Get informed: Information is power. You are your child’s best advocate. We’ve provided a lot of information throughout this site to help you get started. In addition, we recommend a wonderful book written by the ‘National Organization for Albinism and Hypopigmentation’ (NOAH) called “Raising a Child with Albinism: A Guide to the Early Years”. You can purchase this book on NOAH’s website or on Amazon.com
Get peer support: Sometimes the best medicine for a parent is to reach out to other families who have been in their shoes. You can email one of our directors, Susan Ballis at [email protected]. Susan has a daughter with albinism. We also encourage you to become part of The Vision For Tomorrow Facebook Page. It is an active community of individuals who ask questions and share experiences. In addition, we continuously post any information which may be of interest to individuals living with albinism.
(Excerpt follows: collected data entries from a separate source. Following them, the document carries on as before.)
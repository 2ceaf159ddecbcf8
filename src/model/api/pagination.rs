use rocket::{
    http::Status,
    request::{self, FromRequest, Request},
};
use serde::{Deserialize, Serialize};

const DEFAULT_PAGE_SIZE: usize = 50;
const MAX_PAGE_SIZE: usize = 500;

/// Page selection taken from the `page_num` and `page_size` query parameters.
#[derive(Debug, Clone, Copy, PartialEq, Eq)]
pub struct PaginationRequest {
    page_num: usize,
    page_size: usize,
}

impl PaginationRequest {
    pub fn page_num(&self) -> usize {
        self.page_num
    }

    pub fn page_size(&self) -> usize {
        self.page_size
    }

    pub fn skip(&self) -> usize {
        (self.page_num - 1) * self.page_size
    }

    /// Cut the requested page out of the full list.
    pub fn paginate<T>(self, items: Vec<T>) -> Paginated<T> {
        let total = items.len();
        let page = items
            .into_iter()
            .skip(self.skip())
            .take(self.page_size)
            .collect();
        Paginated {
            items: page,
            pagination: PaginationResult {
                page_num: self.page_num,
                page_size: self.page_size,
                total,
            },
        }
    }
}

#[rocket::async_trait]
impl<'r> FromRequest<'r> for PaginationRequest {
    type Error = ();

    async fn from_request(req: &'r Request<'_>) -> request::Outcome<Self, Self::Error> {
        let page_num = match req.query_value::<usize>("page_num").unwrap_or(Ok(1)) {
            Ok(page_num) if page_num >= 1 => page_num,
            _ => return request::Outcome::Error((Status::BadRequest, ())),
        };
        let page_size = match req
            .query_value::<usize>("page_size")
            .unwrap_or(Ok(DEFAULT_PAGE_SIZE))
        {
            Ok(page_size) if (1..=MAX_PAGE_SIZE).contains(&page_size) => page_size,
            _ => return request::Outcome::Error((Status::BadRequest, ())),
        };
        request::Outcome::Success(Self {
            page_num,
            page_size,
        })
    }
}

#[derive(Debug, Clone, PartialEq, Eq, Serialize, Deserialize)]
pub struct PaginationResult {
    pub page_num: usize,
    pub page_size: usize,
    pub total: usize,
}

/// One page of results.
#[derive(Debug, Clone, PartialEq, Eq, Serialize, Deserialize)]
pub struct Paginated<T> {
    pub items: Vec<T>,
    pub pagination: PaginationResult,
}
Another alternative for support is the National Organization for Albinism and Hypopigmentation (NOAH). NOAH is also a wonderful organization with a ‘Rapid Responder Program’ to match parents geographically. You can visit NOAH’s website at albinism.org or call them toll-free at 1-800-473-2310 to ask about their Rapid Responder program.
Get medical support: It is important to establish a relationship with a sensitive pediatrician who has experience with children who need extra attention or may exhibit developmental delays. Most times, your pediatrician will be the one to make qualified referrals to other medical doctors and early intervention programs. Equally as important is to establish a relationship with a pediatric ophthalmologist who has experience with albinism.
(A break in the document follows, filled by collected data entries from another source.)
use std::sync::Arc;

use chrono::Duration;
use mongodb::Client as MongoClient;
use rocket::{
    fairing::{Fairing, Info, Kind},
    Build, Rocket,
};
use serde::Deserialize;

use crate::engine::otp::OtpPolicy;
use crate::model::{common::Email, mongodb::ensure_indexes_exist};
use crate::notifier::{HttpNotifier, LogNotifier, SharedNotifier};
use crate::store::{ensure_super_admin_exists, Db, MongoStore};

/// Application configuration, derived from `Rocket.toml` and `ROCKET_*`
/// environment variables. This struct becomes managed state and can be
/// inspected by any endpoint.
#[derive(Deserialize)]
pub struct Config {
    // non-secrets
    #[serde(default = "default_otp_ttl")]
    otp_ttl: u32,
    #[serde(default = "default_otp_cooldown")]
    otp_cooldown: u32,
    auth_ttl: u32,
    // secrets
    jwt_secret: String,
    hmac_secret: String,
}

/// Five hours.
fn default_otp_ttl() -> u32 {
    5 * 60 * 60
}

fn default_otp_cooldown() -> u32 {
    60
}

impl Config {
    /// Valid lifetime of a login code in seconds.
    pub fn otp_ttl(&self) -> Duration {
        Duration::seconds(self.otp_ttl.into())
    }

    /// Minimum gap between two code requests for one email, in seconds.
    pub fn otp_cooldown(&self) -> Duration {
        Duration::seconds(self.otp_cooldown.into())
    }

    pub fn otp_policy(&self) -> OtpPolicy {
        OtpPolicy {
            ttl: self.otp_ttl(),
            cooldown: self.otp_cooldown(),
        }
    }

    /// Valid lifetime of auth token cookies in seconds.
    pub fn auth_ttl(&self) -> Duration {
        Duration::seconds(self.auth_ttl.into())
    }

    /// Secret key used to encrypt JWTs.
    pub fn jwt_secret(&self) -> &[u8] {
        self.jwt_secret.as_bytes()
    }

    /// Secret key used to sign HMACs of voter credential secrets.
    pub fn hmac_secret(&self) -> &[u8] {
        self.hmac_secret.as_bytes()
    }
}

/// A fairing that loads the application config and puts it in managed state.
/// This could easily be achieved using `AdHoc::config`, but is written out
/// explicitly for symmetry with the other fairings and control over error
/// messages.
pub struct ConfigFairing;

#[rocket::async_trait]
impl Fairing for ConfigFairing {
    fn info(&self) -> Info {
        Info {
            name: "Config",
            kind: Kind::Ignite,
        }
    }

    async fn on_ignite(&self, mut rocket: Rocket<Build>) -> rocket::fairing::Result {
        // Load the config.
        let config = match rocket.figment().extract::<Config>() {
            Ok(config) => config,
            Err(e) => {
                error!("Failed to load application config");
                rocket::config::pretty_print_error(e);
                return Err(rocket);
            }
        };

        // Manage the state.
        rocket = rocket.manage(config);
        Ok(rocket)
    }
}

/// Configuration for the database.
#[derive(Deserialize)]
struct DbConfig {
    // non-secrets
    #[serde(default = "default_db_name")]
    db_name: String,
    super_admin_email: Email,
    // secrets
    db_uri: String,
    super_admin_password: String,
}

fn default_db_name() -> String {
    "ballotbox".to_string()
}

/// A fairing that loads the MongoDB config, connects to the database,
/// performs any setup necessary, and places the resulting [`Db`] store into
/// managed state.
pub struct DatabaseFairing;

#[rocket::async_trait]
impl Fairing for DatabaseFairing {
    fn info(&self) -> Info {
        Info {
            name: "MongoDB",
            kind: Kind::Ignite,
        }
    }

    async fn on_ignite(&self, mut rocket: Rocket<Build>) -> rocket::fairing::Result {
        // Load the config.
        let config = match rocket.figment().extract::<DbConfig>() {
            Ok(config) => config,
            Err(e) => {
                error!("Failed to load database config");
                rocket::config::pretty_print_error(e);
                return Err(rocket);
            }
        };
        info!("Loaded database config, connecting...");
        // Construct the connection.
        let client = match MongoClient::with_uri_str(&config.db_uri).await {
            Ok(client) => client,
            Err(e) => {
                error!("Failed to connect to database: {e}");
                return Err(rocket);
            }
        };
        let db = client.database(&config.db_name);

        // Ensure the required indexes exist.
        if let Err(e) = ensure_indexes_exist(&db).await {
            error!("Failed to connect to database: {e}");
            return Err(rocket);
        }

        // Ensure there is a super admin to sign in with.
        let store: Db = Arc::new(MongoStore::new(&db));
        if let Err(e) = ensure_super_admin_exists(
            &*store,
            &config.super_admin_email,
            &config.super_admin_password,
        )
        .await
        {
            error!("Failed to set up super admin account: {e}");
            return Err(rocket);
        }
        info!("...database connection online!");

        // Manage the state.
        rocket = rocket.manage(store);
        Ok(rocket)
    }
}

/// Configuration for the mail relay used to deliver login codes.
#[derive(Deserialize)]
struct MailConfig {
    // non-secrets
    mail_endpoint: Option<String>,
    #[serde(default = "default_mail_from")]
    mail_from: String,
    // secrets
    mail_api_key: Option<String>,
}

fn default_mail_from() -> String {
    "no-reply@ballotbox.invalid".to_string()
}

/// A fairing that loads the mail config and places a [`SharedNotifier`] into
/// managed state. Without a `mail_endpoint`, codes are only logged.
pub struct NotifierFairing;

#[rocket::async_trait]
impl Fairing for NotifierFairing {
    fn info(&self) -> Info {
        Info {
            name: "Code notifier",
            kind: Kind::Ignite,
        }
    }

    async fn on_ignite(&self, mut rocket: Rocket<Build>) -> rocket::fairing::Result {
        // Load the config.
        let config = match rocket.figment().extract::<MailConfig>() {
            Ok(config) => config,
            Err(e) => {
                error!("Failed to load mail config");
                rocket::config::pretty_print_error(e);
                return Err(rocket);
            }
        };

        let notifier: SharedNotifier = match config.mail_endpoint {
            Some(endpoint) => {
                info!("Delivering login codes via {endpoint}");
                Arc::new(HttpNotifier::new(
                    endpoint,
                    config.mail_api_key,
                    config.mail_from,
                ))
            }
            None => {
                warn!("No mail_endpoint configured, login codes will only be logged");
                Arc::new(LogNotifier)
            }
        };

        // Manage the state.
        rocket = rocket.manage(notifier);
        Ok(rocket)
    }
}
Get professional services: It is important for you to contact your county or state social service office to enroll your child in ‘Early Intervention Services’. Each state has a different agency dedicated to ensuring all children needing early services receive them. Even if you feel your child is developmentally on track, it’s important to be in contact with your local Early Intervention Services. The Center for Parent Information and Resources compiles information by state. Your pediatrician may be able to help connect you to the local agency, too, so don’t hesitate to ask about it.
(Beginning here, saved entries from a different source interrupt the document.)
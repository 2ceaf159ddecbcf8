use argon2::Error as Argon2Error;
use jsonwebtoken::errors::{Error as JwtError, ErrorKind as JwtErrorKind};
use mongodb::error::Error as DbError;
use rocket::{
    http::Status,
    response::{self, status::Custom, Responder},
    serde::json::Json,
    Request,
};
use serde::Serialize;
use thiserror::Error;

use crate::model::{api::otp::ParseError, common::InstanceStatus};

pub type Result<T> = std::result::Result<T, Error>;

/// Every way a request can fail.
///
/// Only `Db` (and the other infrastructure variants) indicate something wrong
/// with the server; everything else is an ordinary, recoverable outcome of
/// the request.
#[derive(Debug, Error)]
pub enum Error {
    #[error(transparent)]
    Db(#[from] DbError),
    #[error(transparent)]
    Jwt(#[from] JwtError),
    #[error(transparent)]
    Argon2(#[from] Argon2Error),
    #[error("Failed to deliver login code: {0}")]
    Delivery(String),
    #[error("Bad request: {0}")]
    BadRequest(String),
    #[error("Unauthorized: {0}")]
    Unauthorized(String),
    #[error("Forbidden: {0}")]
    Forbidden(String),
    #[error("Not found: {0}")]
    NotFound(String),
    #[error("Too many code requests; try again in {wait_seconds}s")]
    RateLimited { wait_seconds: u64 },
    #[error("Invalid code")]
    InvalidCode,
    #[error("Malformed code: {0}")]
    MalformedCode(#[from] ParseError),
    #[error("A vote has already been cast in this category")]
    AlreadyVoted,
    #[error("Election is {0}")]
    ElectionNotActive(InstanceStatus),
    #[error("Cannot {action} an election that is {from}")]
    IllegalTransition {
        from: InstanceStatus,
        action: &'static str,
    },
    #[error("Invalid target: {0}")]
    InvalidTarget(String),
    #[error("Conflict: {0}")]
    Conflict(String),
}

impl Error {
    pub fn not_found(what: impl Into<String>) -> Self {
        Self::NotFound(what.into())
    }

    /// Short machine-readable name of the error, for API clients.
    pub fn kind(&self) -> &'static str {
        match self {
            Self::Db(_) | Self::Jwt(_) | Self::Argon2(_) => "server_error",
            Self::Delivery(_) => "delivery_failed",
            Self::BadRequest(_) => "bad_request",
            Self::Unauthorized(_) => "unauthorized",
            Self::Forbidden(_) => "forbidden",
            Self::NotFound(_) => "not_found",
            Self::RateLimited { .. } => "rate_limited",
            Self::InvalidCode => "invalid_code",
            Self::MalformedCode(_) => "malformed_code",
            Self::AlreadyVoted => "already_voted",
            Self::ElectionNotActive(status) if status.has_ended() => "election_ended",
            Self::ElectionNotActive(_) => "election_not_active",
            Self::IllegalTransition { .. } => "illegal_transition",
            Self::InvalidTarget(_) => "invalid_target",
            Self::Conflict(_) => "conflict",
        }
    }

    pub fn status(&self) -> Status {
        match self {
            Self::Db(_) | Self::Argon2(_) => Status::InternalServerError,
            Self::Jwt(err) => match err.kind() {
                JwtErrorKind::ExpiredSignature | JwtErrorKind::ImmatureSignature => {
                    Status::Unauthorized
                }
                _ => Status::BadRequest,
            },
            Self::Delivery(_) => Status::BadGateway,
            Self::BadRequest(_) | Self::MalformedCode(_) => Status::BadRequest,
            Self::Unauthorized(_) | Self::InvalidCode => Status::Unauthorized,
            Self::Forbidden(_) => Status::Forbidden,
            Self::NotFound(_) => Status::NotFound,
            Self::RateLimited { .. } => Status::TooManyRequests,
            Self::AlreadyVoted
            | Self::ElectionNotActive(_)
            | Self::IllegalTransition { .. }
            | Self::Conflict(_) => Status::Conflict,
            Self::InvalidTarget(_) => Status::UnprocessableEntity,
        }
    }
}

/// JSON body sent along with every error response.
#[derive(Debug, Serialize)]
struct ErrorBody {
    error: &'static str,
    message: String,
    #[serde(skip_serializing_if = "Option::is_none")]
    wait_seconds: Option<u64>,
    #[serde(skip_serializing_if = "Option::is_none")]
    status: Option<InstanceStatus>,
}

impl<'r, 'o: 'r> Responder<'r, 'o> for Error {
    fn respond_to(self, req: &'r Request<'_>) -> response::Result<'o> {
        let status = self.status();
        // Never leak storage internals to the client.
        let message = if status == Status::InternalServerError {
            error!("{self}");
            "Internal server error".to_string()
        } else {
            warn!("{self}");
            self.to_string()
        };
        let body = ErrorBody {
            error: self.kind(),
            message,
            wait_seconds: match self {
                Self::RateLimited { wait_seconds } => Some(wait_seconds),
                _ => None,
            },
            status: match self {
                Self::ElectionNotActive(status) => Some(status),
                _ => None,
            },
        };
        Custom(status, Json(body)).respond_to(req)
    }
}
Modify your environment and child’s wardrobe: Because albinism affects the pigment in the eyes, individuals with albinism generally have issues with glare and strong light sources. While indoors, try to position your child away from direct sunlight or have the light source come from behind your child. For example, rather than positioning your child’s highchair facing the window, put the highchair facing away from the window as it may be uncomfortable for your child to look into bright light. For outdoors, you will want to invest in sunglasses and hats. There are many brands available for babies and children. Please see the Links We Like section of this website for some suggestions. In addition, while sunblock is important for all children, it is more important for a child with albinism to prevent sunburns.
Stimulate your child’s vision: All babies (regardless of whether or not they have albinism) see high-contrast, simple patterns best. Try to make the areas where your child spends the most time (e.g. their crib, their car seat…) as visually interesting as possible. Buy or borrow toys that are black and white or primary colors in high contrast. Dress yourself in high contrast colors or wear lipstick or nail polish with more vivid shades. There is a wonderful book written for parents of visually impaired babies called “Wee Play in the Dark” by Kristie Smith, which contains many exercises parents can do with their visually impaired children. Once your child starts services with Early Intervention, your child’s therapist will most likely recommend activities to stimulate your child’s vision as well.
To close this section: it can be overwhelming to have your child diagnosed with a genetic condition. Our hope is that you find answers to many of your questions throughout our website and that you find hope through reading stories from families dealing with Albinism.